__INSTRUCTIONS TO FOLLOW__
Word for word, set down every line of the entries below from the line with "filename src/builders/scheduler_builder.rs" to the line with "Fluent construction of", including both, and no other line.

Entries taken from a collection
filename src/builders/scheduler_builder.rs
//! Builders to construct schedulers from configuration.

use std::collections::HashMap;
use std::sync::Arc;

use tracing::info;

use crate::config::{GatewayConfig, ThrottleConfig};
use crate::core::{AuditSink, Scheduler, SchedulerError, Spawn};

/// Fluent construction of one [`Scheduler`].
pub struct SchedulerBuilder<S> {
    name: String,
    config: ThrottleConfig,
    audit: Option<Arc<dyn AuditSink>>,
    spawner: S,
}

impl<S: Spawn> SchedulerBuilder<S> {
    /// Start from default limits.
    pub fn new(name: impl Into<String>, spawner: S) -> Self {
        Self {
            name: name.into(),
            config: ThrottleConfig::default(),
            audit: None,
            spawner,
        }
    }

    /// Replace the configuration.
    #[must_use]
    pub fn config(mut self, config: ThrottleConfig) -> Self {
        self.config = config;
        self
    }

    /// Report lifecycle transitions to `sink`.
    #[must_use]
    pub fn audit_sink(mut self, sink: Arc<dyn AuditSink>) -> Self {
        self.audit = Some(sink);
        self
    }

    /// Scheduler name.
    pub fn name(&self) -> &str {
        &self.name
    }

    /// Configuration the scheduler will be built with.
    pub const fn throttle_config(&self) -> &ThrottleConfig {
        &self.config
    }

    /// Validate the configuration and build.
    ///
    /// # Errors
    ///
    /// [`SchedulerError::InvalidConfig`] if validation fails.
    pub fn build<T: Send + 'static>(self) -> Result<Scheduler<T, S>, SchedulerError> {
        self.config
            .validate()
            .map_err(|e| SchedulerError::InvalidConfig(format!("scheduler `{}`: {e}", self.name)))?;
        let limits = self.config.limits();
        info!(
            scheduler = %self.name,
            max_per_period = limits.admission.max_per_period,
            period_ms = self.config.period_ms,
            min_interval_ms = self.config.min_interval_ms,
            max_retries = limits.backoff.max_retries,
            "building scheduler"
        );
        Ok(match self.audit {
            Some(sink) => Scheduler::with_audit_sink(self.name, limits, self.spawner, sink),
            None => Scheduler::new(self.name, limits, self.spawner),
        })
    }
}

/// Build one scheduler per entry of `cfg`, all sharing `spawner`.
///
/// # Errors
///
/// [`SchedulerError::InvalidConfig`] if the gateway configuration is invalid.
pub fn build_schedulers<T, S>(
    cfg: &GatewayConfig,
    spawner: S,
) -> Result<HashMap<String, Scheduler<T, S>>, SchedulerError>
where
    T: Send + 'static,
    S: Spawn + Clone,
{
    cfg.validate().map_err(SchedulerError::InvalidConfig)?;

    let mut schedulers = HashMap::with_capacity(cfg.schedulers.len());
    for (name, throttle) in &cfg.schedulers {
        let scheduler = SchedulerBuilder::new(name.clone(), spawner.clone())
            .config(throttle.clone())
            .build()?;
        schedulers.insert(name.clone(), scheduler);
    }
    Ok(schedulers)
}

---

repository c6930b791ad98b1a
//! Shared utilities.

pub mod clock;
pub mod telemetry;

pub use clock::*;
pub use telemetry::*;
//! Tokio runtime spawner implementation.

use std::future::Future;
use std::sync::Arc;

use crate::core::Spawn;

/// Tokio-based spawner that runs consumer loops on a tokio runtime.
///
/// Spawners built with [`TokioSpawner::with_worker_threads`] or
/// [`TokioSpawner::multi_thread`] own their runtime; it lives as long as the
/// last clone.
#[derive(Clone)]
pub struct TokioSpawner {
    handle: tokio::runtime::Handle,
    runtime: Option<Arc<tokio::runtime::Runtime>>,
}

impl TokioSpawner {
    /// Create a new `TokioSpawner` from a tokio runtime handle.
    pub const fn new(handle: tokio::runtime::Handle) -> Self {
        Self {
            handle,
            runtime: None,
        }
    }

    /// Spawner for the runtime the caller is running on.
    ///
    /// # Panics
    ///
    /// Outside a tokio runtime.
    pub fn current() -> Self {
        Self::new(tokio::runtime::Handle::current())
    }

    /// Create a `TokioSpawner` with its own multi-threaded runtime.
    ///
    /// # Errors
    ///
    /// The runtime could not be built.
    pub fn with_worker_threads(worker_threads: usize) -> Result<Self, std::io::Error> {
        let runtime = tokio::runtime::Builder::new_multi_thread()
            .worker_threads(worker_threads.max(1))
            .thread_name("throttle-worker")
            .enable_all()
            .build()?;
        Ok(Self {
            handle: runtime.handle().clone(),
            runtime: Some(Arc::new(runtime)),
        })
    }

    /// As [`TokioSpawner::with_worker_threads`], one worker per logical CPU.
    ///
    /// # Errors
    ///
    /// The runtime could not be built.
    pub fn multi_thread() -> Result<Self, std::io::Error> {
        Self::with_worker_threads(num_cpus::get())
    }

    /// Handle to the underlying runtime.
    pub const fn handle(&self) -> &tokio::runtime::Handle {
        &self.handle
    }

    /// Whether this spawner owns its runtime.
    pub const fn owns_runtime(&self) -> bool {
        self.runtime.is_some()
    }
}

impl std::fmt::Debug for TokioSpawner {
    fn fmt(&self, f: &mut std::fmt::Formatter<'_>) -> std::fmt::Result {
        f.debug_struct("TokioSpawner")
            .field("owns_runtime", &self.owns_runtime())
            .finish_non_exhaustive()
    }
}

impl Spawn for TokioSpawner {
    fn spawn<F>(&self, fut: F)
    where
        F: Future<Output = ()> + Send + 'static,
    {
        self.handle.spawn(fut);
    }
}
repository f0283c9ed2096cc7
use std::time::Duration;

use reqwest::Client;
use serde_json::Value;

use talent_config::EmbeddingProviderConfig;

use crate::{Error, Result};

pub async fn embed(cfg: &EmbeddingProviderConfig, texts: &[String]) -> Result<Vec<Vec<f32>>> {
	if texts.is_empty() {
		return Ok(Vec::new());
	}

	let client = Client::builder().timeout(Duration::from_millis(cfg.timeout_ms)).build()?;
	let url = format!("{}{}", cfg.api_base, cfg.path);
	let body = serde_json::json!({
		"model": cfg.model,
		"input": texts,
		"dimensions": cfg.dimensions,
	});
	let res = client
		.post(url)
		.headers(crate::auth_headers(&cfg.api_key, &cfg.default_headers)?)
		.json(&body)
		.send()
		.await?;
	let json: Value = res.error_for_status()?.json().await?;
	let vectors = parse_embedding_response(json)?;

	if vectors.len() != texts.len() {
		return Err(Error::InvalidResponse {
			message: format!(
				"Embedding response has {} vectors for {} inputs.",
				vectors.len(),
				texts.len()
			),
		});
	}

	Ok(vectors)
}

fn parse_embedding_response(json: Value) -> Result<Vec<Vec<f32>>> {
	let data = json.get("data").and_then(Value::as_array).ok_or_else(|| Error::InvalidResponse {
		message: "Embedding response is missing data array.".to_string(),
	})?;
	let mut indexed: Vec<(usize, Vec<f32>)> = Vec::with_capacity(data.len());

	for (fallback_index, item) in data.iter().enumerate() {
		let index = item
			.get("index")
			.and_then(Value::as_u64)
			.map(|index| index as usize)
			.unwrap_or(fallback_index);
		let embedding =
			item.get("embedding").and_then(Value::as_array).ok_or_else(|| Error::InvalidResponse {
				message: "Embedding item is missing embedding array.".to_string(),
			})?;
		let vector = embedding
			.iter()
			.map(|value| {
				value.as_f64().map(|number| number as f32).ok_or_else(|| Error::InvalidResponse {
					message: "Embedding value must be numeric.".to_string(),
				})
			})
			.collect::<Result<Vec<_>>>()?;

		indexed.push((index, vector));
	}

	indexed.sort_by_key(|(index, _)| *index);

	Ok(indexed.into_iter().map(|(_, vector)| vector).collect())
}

__TASK OUTPUT__
filename src/builders/scheduler_builder.rs
//! Builders to construct schedulers from configuration.

use std::collections::HashMap;
use std::sync::Arc;

use tracing::info;

use crate::config::{GatewayConfig, ThrottleConfig};
use crate::core::{AuditSink, Scheduler, SchedulerError, Spawn};

/// Fluent construction of one [`Scheduler`].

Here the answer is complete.